Venerdì la riunione del governo si è chiusa stabilendo che lo Stato coprirà «parte» delle spese elettorali. Questo perché, come ha osservato più di un ministro, «in gran parte dei Paesi occidentali esiste una qualche forma di rimborso». Così Letta, insieme al suo consigliere istituzionale Francesco Sanna - in vista del Consiglio di venerdì che darà il via libera al disegno di legge - sta cercando di declinare il termine «parte».
Ebbene, per evitare che la promessa dei rimborsi pubblici spinga i partiti a far lievitare le spese delle campagne elettorali, Letta è determinato a fissare un tetto alle spese e un «rapporto stringente» tra numero di voti presi e rimborso.

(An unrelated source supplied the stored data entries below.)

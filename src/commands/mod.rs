//! 命令层：供命令行调用，统一返回面向用户的错误信息

pub mod backup;
pub mod ledger;
pub mod location;
pub mod log;

use crate::config::BackupSettings;
use std::path::PathBuf;

/// 取命令行指定的主目录，未指定时使用配置中的主目录
pub(crate) fn resolve_master(
    master: Option<String>,
    settings: &BackupSettings,
) -> Result<PathBuf, String> {
    master
        .or_else(|| settings.master_folder.clone())
        .map(PathBuf::from)
        .ok_or_else(|| "未设置主目录，请使用 --master 或 `master <PATH>` 设置".to_string())
}

/// 检查路径是否为已存在的目录
pub(crate) fn require_dir(name: &str, path: &std::path::Path) -> Result<(), String> {
    if !path.exists() {
        return Err(format!("{}不存在: {}", name, path.display()));
    }
    if !path.is_dir() {
        return Err(format!("{}不是目录: {}", name, path.display()));
    }
    Ok(())
}
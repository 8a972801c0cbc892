//! Transport side of the main gateway: which connection carries which
//! registered identity

use std::collections::HashMap;
use std::net::SocketAddr;

use gateway_core::protocol::GatewayMessage;
use gateway_core::{GatewayError, Result};
use tokio::sync::mpsc;
use uuid::Uuid;

/// Identifies one accepted WebSocket connection
#[derive(Debug, Clone, Copy, PartialEq, Eq, Hash)]
pub struct ConnectionId(Uuid);

impl ConnectionId {
    pub fn new() -> Self {
        Self(Uuid::new_v4())
    }
}

impl Default for ConnectionId {
    fn default() -> Self {
        Self::new()
    }
}

impl std::fmt::Display for ConnectionId {
    fn fmt(&self, f: &mut std::fmt::Formatter<'_>) -> std::fmt::Result {
        write!(f, "{}", self.0)
    }
}

/// Write side of one connection
#[derive(Debug, Clone)]
pub struct ConnectionHandle {
    pub id: ConnectionId,
    pub remote_addr: SocketAddr,
    tx: mpsc::Sender<GatewayMessage>,
}

impl ConnectionHandle {
    pub fn new(remote_addr: SocketAddr, tx: mpsc::Sender<GatewayMessage>) -> Self {
        Self {
            id: ConnectionId::new(),
            remote_addr,
            tx,
        }
    }

    /// Hand a message to the connection's writer task
    pub async fn send(&self, message: GatewayMessage) -> Result<()> {
        self.tx.send(message).await.map_err(|_| {
            GatewayError::connection_lost(format!("connection {} is closed", self.id))
        })
    }
}

/// Identity <-> connection bindings, updated together so that a closed
/// connection can always be traced back to the identity it registered
#[derive(Debug, Default)]
pub struct ConnectionTable {
    by_gateway: HashMap<String, ConnectionHandle>,
    by_conn: HashMap<ConnectionId, String>,
}

impl ConnectionTable {
    pub fn new() -> Self {
        Self::default()
    }

    /// Bind `gateway_id` to `handle`.
    ///
    /// Returns the identity this connection was previously bound to, if it
    /// was a different one. A connection that previously carried
    /// `gateway_id` loses its binding.
    pub fn bind(&mut self, gateway_id: &str, handle: ConnectionHandle) -> Option<String> {
        let conn_id = handle.id;

        if let Some(previous) = self.by_gateway.insert(gateway_id.to_string(), handle) {
            if previous.id != conn_id {
                self.by_conn.remove(&previous.id);
            }
        }

        let replaced = self.by_conn.insert(conn_id, gateway_id.to_string())?;
        if replaced == gateway_id {
            return None;
        }
        if self.by_gateway.get(&replaced).map(|h| h.id) == Some(conn_id) {
            self.by_gateway.remove(&replaced);
        }
        Some(replaced)
    }

    /// Drop the binding of a closed connection, returning its identity
    pub fn unbind(&mut self, conn_id: ConnectionId) -> Option<String> {
        let gateway_id = self.by_conn.remove(&conn_id)?;
        if self.by_gateway.get(&gateway_id).map(|h| h.id) == Some(conn_id) {
            self.by_gateway.remove(&gateway_id);
        }
        Some(gateway_id)
    }

    pub fn handle_for(&self, gateway_id: &str) -> Option<&ConnectionHandle> {
        self.by_gateway.get(gateway_id)
    }

    pub fn gateway_for(&self, conn_id: ConnectionId) -> Option<&str> {
        self.by_conn.get(&conn_id).map(String::as_str)
    }

    pub fn len(&self) -> usize {
        self.by_gateway.len()
    }

    pub fn is_empty(&self) -> bool {
        self.by_gateway.is_empty()
    }

    pub fn clear(&mut self) {
        self.by_gateway.clear();
        self.by_conn.clear();
    }
}
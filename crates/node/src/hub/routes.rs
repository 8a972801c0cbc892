//! Read-only REST routes served on the application port

use std::sync::Arc;

use axum::{
    extract::{Path, Query, State},
    http::StatusCode,
    response::{IntoResponse, Response},
    routing::get,
    Json, Router,
};
use gateway_core::protocol::GatewayRole;
use gateway_core::GatewayFilter;
use serde::Serialize;
use tower_http::trace::TraceLayer;

use super::manager::MainHub;
use crate::status::StatusCell;

#[derive(Clone)]
pub(crate) struct ApiState {
    hub: Arc<MainHub>,
    status: Arc<StatusCell>,
}

#[derive(Serialize)]
#[serde(rename_all = "camelCase")]
struct HealthResponse {
    status: &'static str,
    version: &'static str,
    gateway_id: String,
    role: GatewayRole,
}

async fn health(State(state): State<ApiState>) -> Json<HealthResponse> {
    Json(HealthResponse {
        status: "ok",
        version: env!("CARGO_PKG_VERSION"),
        gateway_id: state.hub.gateway_id().to_string(),
        role: GatewayRole::Main,
    })
}

async fn status(State(state): State<ApiState>) -> Response {
    Json(state.hub.status_snapshot(state.status.get()).await).into_response()
}

async fn list_gateways(
    State(state): State<ApiState>,
    Query(filter): Query<GatewayFilter>,
) -> Response {
    Json(state.hub.list_gateways(&filter).await).into_response()
}

async fn get_task(State(state): State<ApiState>, Path(task_id): Path<String>) -> Response {
    match state.hub.task(&task_id).await {
        Some(record) => Json(record).into_response(),
        None => (
            StatusCode::NOT_FOUND,
            Json(serde_json::json!({ "error": format!("Task {} not found", task_id) })),
        )
            .into_response(),
    }
}

pub(crate) fn router(hub: Arc<MainHub>, status: Arc<StatusCell>) -> Router {
    Router::new()
        .route("/api/health", get(health))
        .route("/api/status", get(self::status))
        .route("/api/gateways", get(list_gateways))
        .route("/api/tasks/{task_id}", get(get_task))
        .with_state(ApiState { hub, status })
        .layer(TraceLayer::new_for_http())
}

E l’ipotesi allo studio è quella di stabilire 50 centesimi per ogni voto ottenuto (attualmente sono 2 euro ogni anno di legislatura). «Se ad esempio un partito spende 10 milioni e prende 1 milione di voti, riceverà un rimborso di 500 mila euro e i restanti 9,5 milioni dovrà pagarli di tasca propria», spiega Sanna.
CONTRIBUTI E DOPPIO BINARIO

Subito dopo il Consiglio dei ministri si è parlato soltanto della possibilità per i partiti di accedere a una sorta di 4 per mille. Vale a dire: un pezzo di fiscalità che dallo Stato va ai partiti, a costo zero per i cittadini. Ma a questo sistema, Letta intende aggiungere «la rivoluzione» dei contributi volontari. Una parte detraibili (si ottiene un bonus pari al contributo versato sulle tasse che si devono pagare), un’altra soltanto deducibile (sull’importo versato non si pagano le tasse). Per evitare abusi, storture e «garantire parità di accesso alla politica», Letta progetta di fissare un tetto di mille euro (massimo duemila) per ogni contribuente, per i contributi oggetto della detrazione. Detrazione che dovrebbe essere del 50% (i mille euro ”costerebbero” al cittadino 500 euro), anche se esistono progetti di legge depositati in Parlamento che propongono il 75% o addirittura il 95% di detrazione.
Per i contributi oggetto di deduzione, Letta sta studiano un un doppio tetto: il 10% del reddito (chi guadagna ad esempio 100 mila euro non potrebbe donare ai partiti più di 10mila euro) e non più di 70 mila euro di donazioni all’anno. Questo per evitare che un Berlusconi di turno versi centinaia di migliaia di euro al proprio partito, ricavandone un beneficio fiscale.